__WHAT YOU SHOULD DO__
Wherever a line in the data holds the word "tests", pull that line out.
======
use std::time::{SystemTime, UNIX_EPOCH};

use uuid::Uuid;

use reelbite_auth_types::cookie::SESSION_TOKEN_EXP;
use reelbite_auth_types::token::issue_session_token;
use reelbite_domain::account::AccountKind;

use crate::error::AuthServiceError;

fn now_secs() -> u64 {
    SystemTime::now()
        .duration_since(UNIX_EPOCH)
        .expect("system clock before UNIX epoch")
        .as_secs()
}

/// Sign a session token for the account. Returns the token and its expiry.
pub fn issue_session(
    account_id: Uuid,
    kind: AccountKind,
    secret: &str,
) -> Result<(String, u64), AuthServiceError> {
    let exp = now_secs() + SESSION_TOKEN_EXP;
    let token = issue_session_token(account_id, kind, exp, secret)
        .map_err(|e| AuthServiceError::Internal(e.into()))?;
    Ok((token, exp))
}
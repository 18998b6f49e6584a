pub mod engagement;
pub mod food;
pub mod partner;
use sea_orm::Database;
use tracing::info;

use reelbite_auth_types::identity::SessionKey;
use reelbite_core::middleware::allowed_origins;
use reelbite_core::tracing::init_tracing;
use reelbite_food::config::FoodConfig;
use reelbite_food::infra::storage::ImageKitStorage;
use reelbite_food::router::build_router;
use reelbite_food::state::AppState;

#[tokio::main]
async fn main() {
    init_tracing();

    let config = FoodConfig::from_env();

    let db = Database::connect(&config.database_url)
        .await
        .expect("failed to connect to database");

    let state = AppState {
        db,
        session_key: SessionKey::new(config.jwt_secret),
        storage: ImageKitStorage {
            client: reqwest::Client::new(),
            upload_url: config.media_upload_url,
            private_key: config.media_private_key,
            folder: config.media_folder,
        },
    };

    let origins = allowed_origins(
        config.frontend_url.as_deref(),
        config.additional_origins.as_deref(),
    );
    let router = build_router(state, &origins, config.max_upload_bytes);
    let addr = format!("0.0.0.0:{}", config.food_port);
    let listener = tokio::net::TcpListener::bind(&addr)
        .await
        .expect("failed to bind");

    info!(allowed_origins = ?origins, "food service listening on {addr}");
    axum::serve(listener, router).await.expect("server error");
}
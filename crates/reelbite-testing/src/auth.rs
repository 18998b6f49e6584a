//! Mock session helpers for router tests.
//!
//! Services validate the `token` cookie themselves. In tests, `MockSession`
//! signs a real session token with a test secret so requests pass the identity
//! extractors without going through the auth service.

use axum::http::{HeaderName, HeaderValue, header};
use uuid::Uuid;

use reelbite_auth_types::cookie::SESSION_COOKIE;
use reelbite_auth_types::token::issue_session_token;
use reelbite_domain::account::AccountKind;

/// Secret shared by `MockSession` and the test service state.
pub const TEST_JWT_SECRET: &str = "test-jwt-secret-for-unit-tests-only";

/// Configurable identity injected into test requests.
pub struct MockSession {
    pub account_id: Uuid,
    pub kind: AccountKind,
}

impl MockSession {
    pub fn user(account_id: Uuid) -> Self {
        Self {
            account_id,
            kind: AccountKind::User,
        }
    }

    pub fn partner(account_id: Uuid) -> Self {
        Self {
            account_id,
            kind: AccountKind::FoodPartner,
        }
    }

    /// Signed token valid for one hour.
    pub fn token(&self) -> String {
        let exp = std::time::SystemTime::now()
            .duration_since(std::time::UNIX_EPOCH)
            .unwrap()
            .as_secs()
            + 3600;
        issue_session_token(self.account_id, self.kind, exp, TEST_JWT_SECRET).unwrap()
    }

    /// `Cookie` header as the browser would send it.
    pub fn cookie_header(&self) -> (HeaderName, HeaderValue) {
        let value = format!("{SESSION_COOKIE}={}", self.token());
        (header::COOKIE, HeaderValue::from_str(&value).unwrap())
    }
}
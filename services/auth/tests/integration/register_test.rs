use reelbite_auth::error::AuthServiceError;
use reelbite_auth::usecase::partner::RegisterPartnerUseCase;
use reelbite_auth::usecase::user::RegisterUserUseCase;
use reelbite_auth_types::token::validate_session_token;
use reelbite_domain::account::AccountKind;

use crate::helpers::{
    MockPartnerAccountRepo, MockUserAccountRepo, TEST_BCRYPT_COST, TEST_JWT_SECRET,
    partner_input, user_input,
};

fn register_user_usecase(repo: MockUserAccountRepo) -> RegisterUserUseCase<MockUserAccountRepo> {
    RegisterUserUseCase {
        repo,
        jwt_secret: TEST_JWT_SECRET.to_owned(),
        bcrypt_cost: TEST_BCRYPT_COST,
    }
}

// ── RegisterUser ─────────────────────────────────────────────────────────────

#[tokio::test]
async fn should_register_user_with_hashed_password_and_session() {
    let repo = MockUserAccountRepo::default();
    let session = register_user_usecase(repo.clone())
        .execute(user_input())
        .await
        .unwrap();

    assert_eq!(session.account.email, "meera@example.com");
    assert_ne!(session.account.password_hash, "paneer123");
    assert!(bcrypt::verify("paneer123", &session.account.password_hash).unwrap());

    let claims = validate_session_token(&session.token, TEST_JWT_SECRET).unwrap();
    assert_eq!(claims.account_id, session.account.id.0);
    assert_eq!(claims.kind, AccountKind::User);
    assert_eq!(repo.accounts.lock().unwrap().len(), 1);
}

#[tokio::test]
async fn should_reject_duplicate_user_email_case_insensitively() {
    let repo = MockUserAccountRepo::default();
    let usecase = register_user_usecase(repo.clone());
    usecase.execute(user_input()).await.unwrap();

    let mut again = user_input();
    again.email = "MEERA@example.COM".to_owned();
    let result = usecase.execute(again).await;
    assert!(matches!(result, Err(AuthServiceError::AccountAlreadyExists)));
    assert_eq!(repo.accounts.lock().unwrap().len(), 1);
}

#[tokio::test]
async fn should_validate_user_fields_before_storing() {
    let repo = MockUserAccountRepo::default();
    let usecase = register_user_usecase(repo.clone());

    let mut no_name = user_input();
    no_name.full_name = "  ".to_owned();
    assert!(matches!(
        usecase.execute(no_name).await,
        Err(AuthServiceError::MissingData("full_name"))
    ));

    let mut bad_email = user_input();
    bad_email.email = "meera.example.com".to_owned();
    assert!(matches!(
        usecase.execute(bad_email).await,
        Err(AuthServiceError::InvalidEmail)
    ));

    let mut short = user_input();
    short.password = "abc".to_owned();
    assert!(matches!(
        usecase.execute(short).await,
        Err(AuthServiceError::PasswordTooShort(6))
    ));

    let mut too_long = user_input();
    too_long.password = format!("{}REAL-SECRET-TAIL", "a".repeat(72));
    assert!(matches!(
        usecase.execute(too_long).await,
        Err(AuthServiceError::PasswordTooLong(72))
    ));

    assert!(repo.accounts.lock().unwrap().is_empty());
}

// ── RegisterPartner ──────────────────────────────────────────────────────────

#[tokio::test]
async fn should_register_partner_with_partner_session() {
    let repo = MockPartnerAccountRepo::default();
    let usecase = RegisterPartnerUseCase {
        repo: repo.clone(),
        jwt_secret: TEST_JWT_SECRET.to_owned(),
        bcrypt_cost: TEST_BCRYPT_COST,
    };
    let session = usecase.execute(partner_input()).await.unwrap();

    assert_eq!(session.account.name, "Spice Route");
    let claims = validate_session_token(&session.token, TEST_JWT_SECRET).unwrap();
    assert_eq!(claims.kind, AccountKind::FoodPartner);
    assert_eq!(claims.account_id, session.account.id.0);
}

#[tokio::test]
async fn should_require_every_partner_field() {
    let usecase = RegisterPartnerUseCase {
        repo: MockPartnerAccountRepo::default(),
        jwt_secret: TEST_JWT_SECRET.to_owned(),
        bcrypt_cost: TEST_BCRYPT_COST,
    };

    let mut no_address = partner_input();
    no_address.address = String::new();
    assert!(matches!(
        usecase.execute(no_address).await,
        Err(AuthServiceError::MissingData("address"))
    ));

    let mut no_contact = partner_input();
    no_contact.contact_name = " ".to_owned();
    assert!(matches!(
        usecase.execute(no_contact).await,
        Err(AuthServiceError::MissingData("contact_name"))
    ));
}
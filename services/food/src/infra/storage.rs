use anyhow::Context as _;
use bytes::Bytes;
use reqwest::multipart::{Form, Part};
use serde::Deserialize;

use crate::domain::repository::MediaStorage;
use crate::error::FoodServiceError;

/// ImageKit-compatible upload API client.
///
/// Authenticates with HTTP basic auth (private key as the user, empty password)
/// and expects a JSON body with a `url` field.
#[derive(Clone)]
pub struct ImageKitStorage {
    pub client: reqwest::Client,
    pub upload_url: String,
    pub private_key: String,
    pub folder: String,
}

#[derive(Deserialize)]
struct UploadResponse {
    url: String,
}

impl MediaStorage for ImageKitStorage {
    async fn upload(
        &self,
        file_name: &str,
        content_type: Option<&str>,
        bytes: Bytes,
    ) -> Result<String, FoodServiceError> {
        let mut part = Part::stream(bytes).file_name(file_name.to_owned());
        if let Some(mime) = content_type {
            part = part.mime_str(mime).context("invalid video content type")?;
        }
        let form = Form::new()
            .part("file", part)
            .text("fileName", file_name.to_owned())
            .text("folder", self.folder.clone())
            .text("useUniqueFileName", "false");

        let resp = self
            .client
            .post(&self.upload_url)
            .basic_auth(&self.private_key, Some(""))
            .multipart(form)
            .send()
            .await
            .context("send video upload")?
            .error_for_status()
            .context("media storage rejected upload")?;
        let body: UploadResponse = resp.json().await.context("decode upload response")?;
        tracing::info!(file_name, url = %body.url, "video uploaded");
        Ok(body.url)
    }
}
use chrono::Utc;
use uuid::Uuid;

use reelbite_domain::account::AccountKind;
use reelbite_domain::id::PartnerId;

use crate::domain::repository::PartnerAccountRepository;
use crate::domain::types::{IssuedSession, PartnerAccount};
use crate::error::AuthServiceError;
use crate::usecase::password::{hash_password, verify_password};
use crate::usecase::session::issue_session;
use crate::usecase::user::LoginInput;
use crate::usecase::validate::{check_password, normalize_email, required};

// ── RegisterPartner ──────────────────────────────────────────────────────────

pub struct RegisterPartnerInput {
    pub name: String,
    pub contact_name: String,
    pub phone: String,
    pub email: String,
    pub password: String,
    pub address: String,
}

pub struct RegisterPartnerUseCase<R: PartnerAccountRepository> {
    pub repo: R,
    pub jwt_secret: String,
    pub bcrypt_cost: u32,
}

impl<R: PartnerAccountRepository> RegisterPartnerUseCase<R> {
    pub async fn execute(
        &self,
        input: RegisterPartnerInput,
    ) -> Result<IssuedSession<PartnerAccount>, AuthServiceError> {
        let name = required("name", &input.name)?;
        let contact_name = required("contact_name", &input.contact_name)?;
        let phone = required("phone", &input.phone)?;
        let address = required("address", &input.address)?;
        let email = normalize_email(&input.email)?;
        check_password(&input.password)?;

        if self.repo.find_by_email(&email).await?.is_some() {
            return Err(AuthServiceError::AccountAlreadyExists);
        }

        let account = PartnerAccount {
            id: PartnerId(Uuid::now_v7()),
            name,
            contact_name,
            phone,
            email,
            address,
            password_hash: hash_password(&input.password, self.bcrypt_cost).await?,
            created_at: Utc::now(),
        };
        self.repo.create(&account).await?;
        tracing::info!(partner_id = %account.id, "food partner registered");

        let (token, exp) =
            issue_session(account.id.0, AccountKind::FoodPartner, &self.jwt_secret)?;
        Ok(IssuedSession {
            account,
            token,
            exp,
        })
    }
}

// ── LoginPartner ─────────────────────────────────────────────────────────────

pub struct LoginPartnerUseCase<R: PartnerAccountRepository> {
    pub repo: R,
    pub jwt_secret: String,
}

impl<R: PartnerAccountRepository> LoginPartnerUseCase<R> {
    pub async fn execute(
        &self,
        input: LoginInput,
    ) -> Result<IssuedSession<PartnerAccount>, AuthServiceError> {
        let email =
            normalize_email(&input.email).map_err(|_| AuthServiceError::InvalidCredentials)?;
        let account = self
            .repo
            .find_by_email(&email)
            .await?
            .ok_or(AuthServiceError::InvalidCredentials)?;
        if !verify_password(&input.password, &account.password_hash).await? {
            return Err(AuthServiceError::InvalidCredentials);
        }

        let (token, exp) =
            issue_session(account.id.0, AccountKind::FoodPartner, &self.jwt_secret)?;
        Ok(IssuedSession {
            account,
            token,
            exp,
        })
    }
}
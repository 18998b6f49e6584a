use axum::Router;
use axum::http::{HeaderName, HeaderValue, Method, header};
use tower_http::cors::{AllowOrigin, CorsLayer};
use tower_http::request_id::{
    MakeRequestId, PropagateRequestIdLayer, RequestId, SetRequestIdLayer,
};
use tower_http::trace::TraceLayer;
use uuid::Uuid;

const X_REQUEST_ID: &str = "x-request-id";

/// Origins always allowed for local frontend development.
pub const DEV_ORIGINS: [&str; 2] = ["http://localhost:5173", "http://localhost:3000"];

#[derive(Clone, Default)]
pub struct MakeUuidRequestId;

impl MakeRequestId for MakeUuidRequestId {
    fn make_request_id<B>(&mut self, _request: &axum::http::Request<B>) -> Option<RequestId> {
        let id = Uuid::new_v4().to_string();
        HeaderValue::from_str(&id).ok().map(RequestId::new)
    }
}

/// Build the request-id layer. Apply with `.layer(request_id_layer())` in router.
pub fn request_id_layer() -> SetRequestIdLayer<MakeUuidRequestId> {
    SetRequestIdLayer::new(HeaderName::from_static(X_REQUEST_ID), MakeUuidRequestId)
}

/// Collect the allowed CORS origins: the dev origins, `frontend_url`, and a
/// comma-separated `additional` list. Blank entries are skipped.
pub fn allowed_origins(frontend_url: Option<&str>, additional: Option<&str>) -> Vec<String> {
    let mut origins: Vec<String> = DEV_ORIGINS.iter().map(|o| (*o).to_owned()).collect();
    let extra = frontend_url
        .into_iter()
        .chain(additional.into_iter().flat_map(|list| list.split(',')))
        .map(str::trim)
        .filter(|o| !o.is_empty());
    for origin in extra {
        let origin = origin.trim_end_matches('/').to_owned();
        if !origins.contains(&origin) {
            origins.push(origin);
        }
    }
    origins
}

/// Credentialed CORS for the browser client. Only listed origins are echoed back.
pub fn cors_layer(origins: &[String]) -> CorsLayer {
    let origins: Vec<HeaderValue> = origins
        .iter()
        .filter_map(|o| HeaderValue::from_str(o).ok())
        .collect();
    CorsLayer::new()
        .allow_origin(AllowOrigin::list(origins))
        .allow_credentials(true)
        .allow_methods([Method::GET, Method::POST, Method::DELETE, Method::OPTIONS])
        .allow_headers([header::CONTENT_TYPE, header::ACCEPT])
}

/// Wrap a service router with the shared layers: request id, tracing, CORS.
pub fn apply_common_layers(router: Router, origins: &[String]) -> Router {
    router
        .layer(PropagateRequestIdLayer::new(HeaderName::from_static(
            X_REQUEST_ID,
        )))
        .layer(TraceLayer::new_for_http())
        .layer(cors_layer(origins))
        .layer(request_id_layer())
}
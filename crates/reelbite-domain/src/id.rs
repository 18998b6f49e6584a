//! Newtype wrappers for domain identifiers.

use std::fmt;
use std::str::FromStr;

use serde::{Deserialize, Serialize};
use uuid::Uuid;

/// Identifies a customer account.
#[derive(Debug, Clone, Copy, PartialEq, Eq, Hash, Serialize, Deserialize)]
pub struct UserId(pub Uuid);

impl fmt::Display for UserId {
    fn fmt(&self, f: &mut fmt::Formatter<'_>) -> fmt::Result {
        self.0.fmt(f)
    }
}

impl FromStr for UserId {
    type Err = uuid::Error;

    fn from_str(s: &str) -> Result<Self, Self::Err> {
        Ok(Self(s.parse()?))
    }
}

impl From<Uuid> for UserId {
    fn from(id: Uuid) -> Self {
        Self(id)
    }
}

/// Identifies a food partner (vendor) account.
#[derive(Debug, Clone, Copy, PartialEq, Eq, Hash, Serialize, Deserialize)]
pub struct PartnerId(pub Uuid);

impl fmt::Display for PartnerId {
    fn fmt(&self, f: &mut fmt::Formatter<'_>) -> fmt::Result {
        self.0.fmt(f)
    }
}

impl FromStr for PartnerId {
    type Err = uuid::Error;

    fn from_str(s: &str) -> Result<Self, Self::Err> {
        Ok(Self(s.parse()?))
    }
}

impl From<Uuid> for PartnerId {
    fn from(id: Uuid) -> Self {
        Self(id)
    }
}

/// Identifies a food item (one uploaded reel).
#[derive(Debug, Clone, Copy, PartialEq, Eq, Hash, Serialize, Deserialize)]
pub struct FoodId(pub Uuid);

impl fmt::Display for FoodId {
    fn fmt(&self, f: &mut fmt::Formatter<'_>) -> fmt::Result {
        self.0.fmt(f)
    }
}

impl FromStr for FoodId {
    type Err = uuid::Error;

    fn from_str(s: &str) -> Result<Self, Self::Err> {
        Ok(Self(s.trim().parse()?))
    }
}

impl From<Uuid> for FoodId {
    fn from(id: Uuid) -> Self {
        Self(id)
    }
}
======
__SOLUTION BELOW__
//! Mock session helpers for router tests.
//! Services validate the `token` cookie themselves. In tests, `MockSession`
pub const TEST_JWT_SECRET: &str = "test-jwt-secret-for-unit-tests-only";
filename services/auth/tests/integration/register_test.rs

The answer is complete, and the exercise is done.